## Work to complete
Pull every line containing "Instant" from the entries.

## Data for the task
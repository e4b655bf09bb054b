// This file is part of fpqd, a daemon that serializes FrontPanel device access through a prioritized ticket queue.
//
// Copyright 2025 Canonical Ltd.
//
// SPDX-License-Identifier: GPL-3.0-only
//
// fpqd is free software: you can redistribute it and/or modify it under the terms of the GNU General Public License version 3, as published by the Free Software Foundation.
//
// fpqd is distributed in the hope that it will be useful, but WITHOUT ANY WARRANTY; without even the implied warranties of MERCHANTABILITY, SATISFACTORY QUALITY, or FITNESS FOR A PARTICULAR PURPOSE.  See the GNU General Public License for more details.
//
// You should have received a copy of the GNU General Public License along with this program.  If not, see http://www.gnu.org/licenses/.

//! Per-operation execution statistics and the thread that reports them.

use crate::error::FpqdError;
use crate::operations::OperationKind;
use log::{debug, error, info, trace};
use std::collections::BTreeMap;
use std::sync::atomic::{AtomicU64, Ordering};
use std::sync::mpsc::{self, RecvTimeoutError, Sender};
use std::sync::{Arc, Mutex, PoisonError};
use std::thread::{self, JoinHandle};
use std::time::{Duration, Instant};

/// Executions of one operation kind.
#[derive(Clone, Copy, Debug, Default, PartialEq, Eq)]
pub struct KindStats {
    pub count: u64,
    pub duration: Duration,
}

impl KindStats {
    fn add(&mut self, elapsed: Duration) {
        self.count += 1;
        self.duration += elapsed;
    }

    pub fn average(&self) -> Duration {
        match u32::try_from(self.count) {
            Ok(0) => Duration::ZERO,
            Ok(count) => self.duration / count,
            Err(_) => Duration::from_secs_f64(self.duration.as_secs_f64() / self.count as f64),
        }
    }
}

#[derive(Default)]
struct Counters {
    interval: BTreeMap<OperationKind, KindStats>,
    totals: BTreeMap<OperationKind, KindStats>,
}

/// Counters written by the device consumer and read by the reporter and status queries.
#[derive(Default)]
pub struct TicketStats {
    counters: Mutex<Counters>,
    frames_sent: AtomicU64,
}

impl TicketStats {
    pub fn new() -> TicketStats {
        TicketStats::default()
    }

    /// Account one executed ticket.
    pub fn record(&self, kind: OperationKind, elapsed: Duration) {
        let mut counters = self.counters.lock().unwrap_or_else(PoisonError::into_inner);
        counters.interval.entry(kind).or_default().add(elapsed);
        counters.totals.entry(kind).or_default().add(elapsed);
    }

    pub fn add_frames(&self, frames: u64) {
        self.frames_sent.fetch_add(frames, Ordering::Relaxed);
    }

    /// Frames handed to the device since start-up.
    pub fn frames_sent(&self) -> u64 {
        self.frames_sent.load(Ordering::Relaxed)
    }

    /// Return the counters collected since the previous call and start a new interval.
    pub fn take_interval(&self) -> BTreeMap<OperationKind, KindStats> {
        let mut counters = self.counters.lock().unwrap_or_else(PoisonError::into_inner);
        std::mem::take(&mut counters.interval)
    }

    /// Counters since start-up.
    pub fn totals(&self) -> BTreeMap<OperationKind, KindStats> {
        self.counters
            .lock()
            .unwrap_or_else(PoisonError::into_inner)
            .totals
            .clone()
    }
}

/// Background thread logging [`TicketStats`] at a fixed interval.
pub struct StatsReporter {
    stop: Option<Sender<()>>,
    handle: Option<JoinHandle<()>>,
}

impl StatsReporter {
    /// Start reporting. Per-kind counters are logged and reset every `interval`; the rate at
    /// which the device drains frames is logged every `status_interval`.
    pub fn spawn(
        stats: Arc<TicketStats>,
        interval: Duration,
        status_interval: Duration,
    ) -> Result<StatsReporter, FpqdError> {
        let (stop, stopped) = mpsc::channel::<()>();
        let handle = thread::Builder::new()
            .name("fpqd-stats".into())
            .spawn(move || {
                let mut last_status = Instant::now();
                let mut last_frames = stats.frames_sent();
                loop {
                    match stopped.recv_timeout(interval) {
                        Err(RecvTimeoutError::Timeout) => {}
                        Ok(()) | Err(RecvTimeoutError::Disconnected) => break,
                    }
                    for (kind, kind_stats) in stats.take_interval() {
                        debug!(
                            "{kind}: {} tickets, {:?} total, {:?} average",
                            kind_stats.count,
                            kind_stats.duration,
                            kind_stats.average()
                        );
                    }
                    let elapsed = last_status.elapsed();
                    if elapsed >= status_interval {
                        let frames = stats.frames_sent();
                        let rate = (frames - last_frames) as f64 / elapsed.as_secs_f64();
                        info!("Device pulling frames out of queue at {rate:.1} FPS");
                        last_frames = frames;
                        last_status = Instant::now();
                    }
                }
                trace!("stats reporter exiting");
            })
            .map_err(|e| FpqdError::Internal(format!("failed to spawn stats thread: {e}")))?;
        Ok(StatsReporter {
            stop: Some(stop),
            handle: Some(handle),
        })
    }

    pub fn stop(&mut self) {
        self.stop.take();
        if let Some(handle) = self.handle.take() {
            if handle.join().is_err() {
                error!("stats reporter thread panicked");
            }
        }
    }
}

impl Drop for StatsReporter {
    fn drop(&mut self) {
        self.stop();
    }
}
// This file is part of fpqd, a daemon that serializes FrontPanel device access through a prioritized ticket queue.
//
// Copyright 2025 Canonical Ltd.
//
// SPDX-License-Identifier: GPL-3.0-only
//
// fpqd is free software: you can redistribute it and/or modify it under the terms of the GNU General Public License version 3, as published by the Free Software Foundation.
//
// fpqd is distributed in the hope that it will be useful, but WITHOUT ANY WARRANTY; without even the implied warranties of MERCHANTABILITY, SATISFACTORY QUALITY, or FITNESS FOR A PARTICULAR PURPOSE.  See the GNU General Public License for more details.
//
// You should have received a copy of the GNU General Public License along with this program.  If not, see http://www.gnu.org/licenses/.

//! AXI-Lite master access over FrontPanel endpoints.
//!
//! The gateware exposes an AXI-Lite bridge controller through three wire-ins (address, data
//! and timeout), two wire-outs (read data and status) and one trigger-in carrying a read and a
//! write bit. A transaction loads the wire-ins, pulses the trigger, then polls the status
//! wire-out until its busy bit (bit 0) clears. Bits 3:1 of the status then carry the AXI
//! response code:
//!
//! | bits  | meaning                                       |
//! |-------|-----------------------------------------------|
//! | `000` | OKAY                                          |
//! | `010` | SLVERR, returned to the caller                 |
//! | `011` | DECERR, returned to the caller                 |
//! | `100` | gateware hardware timeout, needs an AXI reset  |
//! | other | unknown, treated like a hardware fault         |

use crate::config::DEFAULT_HARDWARE_TIMEOUT_MS;
use crate::devices::device::{
    FrontPanel, TRIGGER_IN_RANGE, WIRE_IN_RANGE, WIRE_OUT_RANGE, check_endpoint,
};
use crate::error::FpqdError;
use log::{debug, trace, warn};
use std::fmt;
use std::thread::sleep;
use std::time::{Duration, Instant};

/// Period of the FrontPanel interface clock in picoseconds (9.920 ns).
const FRONT_PANEL_CLOCK_PERIOD_PS: u64 = 9_920;
/// Extra time the gateware needs to hand a timed-out transaction back.
pub const HANDSHAKE_DELAY_MS: u64 = 1000;
/// Delay between two reads of the status wire-out.
pub const STATUS_CHECK_INTERVAL: Duration = Duration::from_millis(10);
/// Highest bit of a trigger-in endpoint.
pub const MAX_TRIGGER_BIT: u8 = 31;

#[derive(Clone, Copy, Debug, PartialEq, Eq)]
pub struct WireInAddresses {
    pub address: u8,
    pub data: u8,
    pub timeout: u8,
}

#[derive(Clone, Copy, Debug, PartialEq, Eq)]
pub struct WireOutAddresses {
    pub data: u8,
    pub status: u8,
}

#[derive(Clone, Copy, Debug, PartialEq, Eq)]
pub struct TriggerInAddressAndOffsets {
    pub address: u8,
    pub write_bit_offset: u8,
    pub read_bit_offset: u8,
}

/// Endpoint map and timeout of the bridge controller.
#[derive(Clone, Debug, PartialEq, Eq)]
pub struct BridgeConfig {
    pub wire_in_addresses: WireInAddresses,
    pub wire_out_addresses: WireOutAddresses,
    pub trigger_in_address_and_offsets: TriggerInAddressAndOffsets,
    /// Gateware-side slave timeout. `0` disables both the gateware and the host timeout.
    pub hardware_timeout_ms: u32,
}

impl Default for BridgeConfig {
    fn default() -> Self {
        BridgeConfig {
            wire_in_addresses: WireInAddresses {
                address: 0x1d,
                data: 0x1e,
                timeout: 0x1f,
            },
            wire_out_addresses: WireOutAddresses {
                data: 0x3e,
                status: 0x3f,
            },
            trigger_in_address_and_offsets: TriggerInAddressAndOffsets {
                address: 0x5f,
                write_bit_offset: 0,
                read_bit_offset: 1,
            },
            hardware_timeout_ms: DEFAULT_HARDWARE_TIMEOUT_MS,
        }
    }
}

impl BridgeConfig {
    /// Check that every endpoint lies in the range of its kind and that the read and write
    /// triggers are distinct bits of a 32-bit trigger endpoint.
    pub fn validate(&self) -> Result<(), FpqdError> {
        let wire_ins = self.wire_in_addresses;
        let wire_outs = self.wire_out_addresses;
        let trigger = self.trigger_in_address_and_offsets;
        let endpoints = [
            (wire_ins.address, &WIRE_IN_RANGE, "wire-in"),
            (wire_ins.data, &WIRE_IN_RANGE, "wire-in"),
            (wire_ins.timeout, &WIRE_IN_RANGE, "wire-in"),
            (wire_outs.data, &WIRE_OUT_RANGE, "wire-out"),
            (wire_outs.status, &WIRE_OUT_RANGE, "wire-out"),
            (trigger.address, &TRIGGER_IN_RANGE, "trigger-in"),
        ];
        for (endpoint, range, kind) in endpoints {
            check_endpoint(endpoint, range, kind)
                .map_err(|e| FpqdError::Argument(format!("bridge endpoint: {e}")))?;
        }
        for bit in [trigger.write_bit_offset, trigger.read_bit_offset] {
            if bit > MAX_TRIGGER_BIT {
                return Err(FpqdError::Argument(format!(
                    "bridge trigger bit offset {bit} is above {MAX_TRIGGER_BIT}"
                )));
            }
        }
        if trigger.write_bit_offset == trigger.read_bit_offset {
            return Err(FpqdError::Argument(format!(
                "bridge read and write triggers share bit {}",
                trigger.read_bit_offset
            )));
        }
        Ok(())
    }
}

/// Non-fatal AXI responses.
#[derive(Clone, Copy, Debug, PartialEq, Eq)]
pub enum AxiResponse {
    Okay,
    SlaveError,
    DecodeError,
}

impl AxiResponse {
    pub fn is_okay(&self) -> bool {
        *self == AxiResponse::Okay
    }
}

impl fmt::Display for AxiResponse {
    fn fmt(&self, f: &mut fmt::Formatter<'_>) -> fmt::Result {
        match self {
            AxiResponse::Okay => write!(f, "OKAY"),
            AxiResponse::SlaveError => write!(f, "SLVERR"),
            AxiResponse::DecodeError => write!(f, "DECERR"),
        }
    }
}

/// Outcome of a read transaction. `data` is only present on [`AxiResponse::Okay`].
#[derive(Clone, Copy, Debug, PartialEq, Eq)]
pub struct AxiRead {
    pub response: AxiResponse,
    pub data: Option<u32>,
}

/// Decode the response bits of a bridge status word.
///
/// # Returns: `Result<AxiResponse, FpqdError>`
/// * `Ok(AxiResponse)` - OKAY, SLVERR or DECERR
/// * `Err(FpqdError::AxiHardwareTimeout)` - The slave never answered
/// * `Err(FpqdError::AxiUnknownResponse)` - Any other code
pub fn decode_status(status: u32) -> Result<AxiResponse, FpqdError> {
    match (status >> 1) & 0b111 {
        0b000 => Ok(AxiResponse::Okay),
        0b010 => Ok(AxiResponse::SlaveError),
        0b011 => Ok(AxiResponse::DecodeError),
        0b100 => Err(FpqdError::AxiHardwareTimeout),
        other => Err(FpqdError::AxiUnknownResponse(other)),
    }
}

/// Number of FrontPanel clock periods in `timeout_ms`, saturating at the width of a wire-in.
pub fn timeout_in_clock_periods(timeout_ms: u32) -> u32 {
    let periods = u64::from(timeout_ms) * 1_000_000_000 / FRONT_PANEL_CLOCK_PERIOD_PS;
    u32::try_from(periods).unwrap_or(u32::MAX)
}

/// AXI-Lite master driving the bridge controller of a FrontPanel device.
///
/// The bridge owns the device handle; whoever owns the bridge is the only code allowed to
/// talk to the hardware.
pub struct AxiLiteBridge<D: FrontPanel> {
    device: D,
    config: BridgeConfig,
}

impl<D: FrontPanel> AxiLiteBridge<D> {
    /// Wrap `device` and program the gateware slave timeout.
    pub fn new(mut device: D, config: BridgeConfig) -> Result<AxiLiteBridge<D>, FpqdError> {
        config.validate()?;
        let periods = timeout_in_clock_periods(config.hardware_timeout_ms);
        debug!(
            "AXI-Lite bridge timeout set to {} ms ({periods} clock periods)",
            config.hardware_timeout_ms
        );
        device.set_wire_in_value(config.wire_in_addresses.timeout, periods)?;
        device.update_wire_ins()?;
        Ok(AxiLiteBridge { device, config })
    }

    pub fn config(&self) -> &BridgeConfig {
        &self.config
    }

    /// Direct access to the device for the non-bridge endpoints.
    pub fn device_mut(&mut self) -> &mut D {
        &mut self.device
    }

    pub fn device(&self) -> &D {
        &self.device
    }

    /// Read a 32-bit word from `address`.
    ///
    /// # Returns: `Result<AxiRead, FpqdError>`
    /// * `Ok(AxiRead)` - The transaction completed; `data` is set on OKAY only
    /// * `Err(FpqdError)` - Transport failure or a fatal gateware condition, see
    ///   [`FpqdError::is_fatal`]
    pub fn read(&mut self, address: u32) -> Result<AxiRead, FpqdError> {
        trace!("AXI read 0x{address:08X}");
        self.device
            .set_wire_in_value(self.config.wire_in_addresses.address, address)?;
        self.device.update_wire_ins()?;
        let trigger = self.config.trigger_in_address_and_offsets;
        self.device
            .activate_trigger_in(trigger.address, trigger.read_bit_offset)?;
        let response = self.wait_for_response()?;
        let data = if response.is_okay() {
            Some(
                self.device
                    .get_wire_out_value(self.config.wire_out_addresses.data)?,
            )
        } else {
            None
        };
        trace!("AXI read 0x{address:08X} -> {response} {data:?}");
        Ok(AxiRead { response, data })
    }

    /// Write the 32-bit word `data` to `address`.
    pub fn write(&mut self, address: u32, data: u32) -> Result<AxiResponse, FpqdError> {
        trace!("AXI write 0x{address:08X} <- 0x{data:08X}");
        self.device
            .set_wire_in_value(self.config.wire_in_addresses.address, address)?;
        self.device
            .set_wire_in_value(self.config.wire_in_addresses.data, data)?;
        self.device.update_wire_ins()?;
        let trigger = self.config.trigger_in_address_and_offsets;
        self.device
            .activate_trigger_in(trigger.address, trigger.write_bit_offset)?;
        let response = self.wait_for_response()?;
        trace!("AXI write 0x{address:08X} -> {response}");
        Ok(response)
    }

    fn wait_for_response(&mut self) -> Result<AxiResponse, FpqdError> {
        let limit = match self.config.hardware_timeout_ms {
            0 => None,
            ms => Some(Duration::from_millis(u64::from(ms) + HANDSHAKE_DELAY_MS)),
        };
        let start = Instant::now();
        loop {
            self.device.update_wire_outs()?;
            let status = self
                .device
                .get_wire_out_value(self.config.wire_out_addresses.status)?;
            if status & 1 == 0 {
                return decode_status(status);
            }
            let elapsed = start.elapsed();
            if limit.is_some_and(|limit| elapsed > limit) {
                warn!("AXI bridge busy bit still set after {elapsed:?}");
                return Err(FpqdError::AxiHandshakeTimeout {
                    elapsed_ms: elapsed.as_millis(),
                });
            }
            sleep(STATUS_CHECK_INTERVAL);
        }
    }
}
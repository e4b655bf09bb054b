// This file is part of fpqd, a daemon that serializes FrontPanel device access through a prioritized ticket queue.
//
// Copyright 2025 Canonical Ltd.
//
// SPDX-License-Identifier: GPL-3.0-only
//
// fpqd is free software: you can redistribute it and/or modify it under the terms of the GNU General Public License version 3, as published by the Free Software Foundation.
//
// fpqd is distributed in the hope that it will be useful, but WITHOUT ANY WARRANTY; without even the implied warranties of MERCHANTABILITY, SATISFACTORY QUALITY, or FITNESS FOR A PARTICULAR PURPOSE.  See the GNU General Public License for more details.
//
// You should have received a copy of the GNU General Public License along with this program.  If not, see http://www.gnu.org/licenses/.

use crate::{Commands, Toggle};
use fpqd_api::control::{
    call_axi_read, call_axi_write, call_reset_axi, call_retrieve_fps, call_set_streaming,
    call_set_x_position, call_set_y_position, call_update_batch_size,
};
use zbus::Connection;

/// Argument parser for every command that schedules device work
pub async fn control_handler(
    connection: &Connection,
    command: &Commands,
) -> Result<String, zbus::Error> {
    match command {
        Commands::Read { address } => {
            let value = call_axi_read(connection, *address).await?;
            Ok(format!("0x{address:08X}: 0x{value:08X} ({value})"))
        }
        Commands::Write { address, data } => call_axi_write(connection, *address, *data).await,
        Commands::X { offset } => {
            let applied = call_set_x_position(connection, *offset).await?;
            Ok(format!("x offset set to {applied}"))
        }
        Commands::Y { offset } => {
            let applied = call_set_y_position(connection, *offset).await?;
            Ok(format!("y offset set to {applied}"))
        }
        Commands::Batch { size } => call_update_batch_size(connection, *size).await,
        Commands::Fps => {
            let fps = call_retrieve_fps(connection).await?;
            Ok(format!("Input frame rate: {fps} FPS"))
        }
        Commands::Reset => call_reset_axi(connection).await,
        Commands::Stream { state } => {
            call_set_streaming(connection, *state == Toggle::On).await
        }
        Commands::Status => Err(zbus::Error::Failure(
            "status is not a control command".to_string(),
        )),
    }
}
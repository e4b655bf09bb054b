// This file is part of fpqd, a daemon that serializes FrontPanel device access through a prioritized ticket queue.
//
// Copyright 2025 Canonical Ltd.
//
// SPDX-License-Identifier: GPL-3.0-only
//
// fpqd is free software: you can redistribute it and/or modify it under the terms of the GNU General Public License version 3, as published by the Free Software Foundation.
//
// fpqd is distributed in the hope that it will be useful, but WITHOUT ANY WARRANTY; without even the implied warranties of MERCHANTABILITY, SATISFACTORY QUALITY, or FITNESS FOR A PARTICULAR PURPOSE.  See the GNU General Public License for more details.
//
// You should have received a copy of the GNU General Public License along with this program.  If not, see http://www.gnu.org/licenses/.

use log::error;
use std::path::PathBuf;
use zbus::fdo;

#[derive(Debug, thiserror::Error)]
pub enum FpqdError {
    #[error("FpqdError::Argument: {0}")]
    Argument(String),
    #[error("FpqdError::IORead: An IO error occurred when reading from {file:?}: {e}")]
    IORead { file: PathBuf, e: std::io::Error },
    #[error("FpqdError::TomlDe: Failed to parse config {toml_string:?}: {e}")]
    TomlDe {
        toml_string: String,
        e: toml::de::Error,
    },
    #[error("FpqdError::Backend: {0}")]
    Backend(String),
    #[error("FpqdError::Transport: FrontPanel endpoint 0x{endpoint:02X} failed: {message}")]
    Transport { endpoint: u8, message: String },
    #[error(
        "FpqdError::AxiHardwareTimeout: Hardware timeout in gateware due to non-responsive slave. \
         Reset AXI system to resolve."
    )]
    AxiHardwareTimeout,
    #[error(
        "FpqdError::AxiHandshakeTimeout: Gateware busy bit still set after {elapsed_ms} ms. \
         Review system endpoint addresses."
    )]
    AxiHandshakeTimeout { elapsed_ms: u128 },
    #[error(
        "FpqdError::AxiUnknownResponse: Gateware responded with unknown code 0b{0:03b}. \
         Review system endpoint addresses."
    )]
    AxiUnknownResponse(u32),
    #[error("FpqdError::Ticket: {0}")]
    Ticket(#[from] crate::scheduler::ticket::TicketError),
    #[error("FpqdError::Internal: An Internal error occurred: {0}")]
    Internal(String),
}

impl FpqdError {
    /// Signaling-protocol failures that cannot be recovered without resetting the AXI system.
    pub fn is_fatal(&self) -> bool {
        matches!(
            self,
            FpqdError::AxiHardwareTimeout
                | FpqdError::AxiHandshakeTimeout { .. }
                | FpqdError::AxiUnknownResponse(_)
        )
    }
}

impl From<FpqdError> for fdo::Error {
    fn from(err: FpqdError) -> Self {
        error!("{err}");
        match err {
            FpqdError::Argument(..) => fdo::Error::InvalidArgs(err.to_string()),
            FpqdError::IORead { .. } => fdo::Error::IOError(err.to_string()),
            FpqdError::Transport { .. } => fdo::Error::IOError(err.to_string()),
            _ => fdo::Error::Failed(err.to_string()),
        }
    }
}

## Result of this exercise
use std::time::{Duration, Instant};
                let mut last_status = Instant::now();
                        last_status = Instant::now();
use std::time::{Duration, Instant};
        let start = Instant::now();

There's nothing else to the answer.